Fazendo uma análise com base nas características socioeconômicas (estado civil, cor, classe social, idade e anos de estudo), e as demais variáveis do estudo como paridade, tipo de serviço e trajetórias, verificou-se que, considerando a multípara do serviço público, seja na trajetória plena ou semiplena para o parto normal, não foi observada diferença social entre elas. Tem-se, nesses dois grupos, um grande contingente de casadas, de cor não branca, de classe social C, D, E, com escolaridade entre 0 e 8 anos de estudo, idade acima de 25 anos e o parto pago pelo SUS. Para aquelas que percorreram a trajetória plena para cesárea, elas diferem do grupo como um todo, pela concentração do parto cesáreo entre as mais escolarizadas. Entre as mulheres multíparas do serviço privado, a trajetória para o parto normal, plena ou semiplena, só diferenciou-se na questão da classe social, enquanto que para a trajetória semiplena ou plena para cesárea, houve uma interferência da classe social, escolaridade e fonte pagadora do parto, demonstrando mais uma vez, que estas categorias podem interferir entre o desejo e a realização do parto. O perfil das mulheres que fizeram parte desse estudo já foi descrito em outras publicações (COSTA, 2006a e 2006b).

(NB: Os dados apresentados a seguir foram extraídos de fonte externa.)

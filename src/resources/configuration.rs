// ABOUTME: Configuration resource (stream, baseline or changeset) read from the server.
// ABOUTME: Kind is classified once from the URI when the value is built.

use chrono::{DateTime, Utc};
use serde::Serialize;

use super::{ResourceError, read_graph};
use crate::oslc::Graph;
use crate::oslc::vocab::prop;
use crate::transport::Transport;
use crate::types::{
    ComponentUri, ConfigurationKind, ConfigurationUri, CreationFactoryUri, ServiceProviderUri,
    classify,
};

/// A configuration as described by the server at one point in time.
#[derive(Debug, Clone, Serialize)]
pub struct Configuration {
    pub uri: ConfigurationUri,
    pub kind: ConfigurationKind,
    pub title: Option<String>,
    pub description: Option<String>,
    pub identifier: Option<String>,
    pub created: Option<DateTime<Utc>>,
    pub creator: Option<String>,
    pub component: Option<ComponentUri>,
    pub service_provider: Option<ServiceProviderUri>,
    pub project_area: Option<String>,
    /// The stream a changeset modifies.
    pub overrides: Option<ConfigurationUri>,
    pub previous_baseline: Option<ConfigurationUri>,
    pub was_derived_from: Option<ConfigurationUri>,
    /// Factory for changesets against this stream.
    pub changesets: Option<CreationFactoryUri>,
}

impl Configuration {
    /// A configuration known only by its URI.
    pub fn new(uri: ConfigurationUri) -> Self {
        Self {
            kind: classify(uri.as_str()),
            uri,
            title: None,
            description: None,
            identifier: None,
            created: None,
            creator: None,
            component: None,
            service_provider: None,
            project_area: None,
            overrides: None,
            previous_baseline: None,
            was_derived_from: None,
            changesets: None,
        }
    }

    /// Build from a graph describing `uri`. Returns `None` if the graph does not describe it.
    pub fn from_graph(uri: &str, graph: &Graph) -> Option<Self> {
        let resource = graph.subject_or_only(uri)?;
        let text = |p: &str| resource.first_text(p);
        let link = |p: &str| resource.first_uri(p).map(str::to_string);

        Some(Self {
            uri: ConfigurationUri::new(uri),
            kind: classify(uri),
            title: text(prop::DC_TITLE),
            description: text(prop::DC_DESCRIPTION),
            identifier: text(prop::DC_IDENTIFIER),
            created: resource
                .first_value(prop::DC_CREATED)
                .and_then(|v| DateTime::parse_from_rfc3339(v).ok())
                .map(|t| t.with_timezone(&Utc)),
            creator: resource
                .first(prop::DC_CREATOR)
                .map(|t| t.value.clone()),
            component: link(prop::CONFIG_COMPONENT).map(ComponentUri::new),
            service_provider: link(prop::OSLC_SERVICE_PROVIDER).map(ServiceProviderUri::new),
            project_area: link(prop::PROCESS_PROJECT_AREA),
            overrides: link(prop::CONFIG_OVERRIDES).map(ConfigurationUri::new),
            previous_baseline: link(prop::CONFIG_PREVIOUS_BASELINE).map(ConfigurationUri::new),
            was_derived_from: link(prop::PROV_WAS_DERIVED_FROM).map(ConfigurationUri::new),
            changesets: link(prop::DNG_CHANGESETS).map(CreationFactoryUri::new),
        })
    }

    /// Title for log lines, falling back to the URI.
    pub fn label(&self) -> &str {
        self.title.as_deref().unwrap_or(self.uri.as_str())
    }
}

/// Read a configuration. `Ok(None)` when the server reports it missing or gone.
pub async fn fetch_configuration<T: Transport + ?Sized>(
    transport: &T,
    uri: &ConfigurationUri,
) -> Result<Option<Configuration>, ResourceError> {
    let Some(graph) = read_graph(transport, uri.as_str()).await? else {
        return Ok(None);
    };
    Configuration::from_graph(uri.as_str(), &graph)
        .map(Some)
        .ok_or_else(|| ResourceError::NotDescribed {
            url: uri.to_string(),
            what: "configuration",
        })
}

Na condição primípara do serviço público, a trajetória de normal plena ou semiplena, ou ainda cesárea semiplena, só apresentou diferenças na questão da escolaridade para aquelas que desejavam um parto normal nas entrevistas iniciais e o parto realizado foi uma cesárea, condição que talvez possa ser respaldada, pela condição da gravidez da mulher. Finalmente, para as primíparas do serviço privado, não houve predominância de classe social, idade ou etnia, mas a escolaridade ser mais de 9 anos de estudo e a fonte pagadora do parto ser o convênio, foram predominantes entre esse grupo. Logo, pode-se concluir que fatores como escolaridade elevada e fonte pagadora, foram fatores determinantes para a realização do parto.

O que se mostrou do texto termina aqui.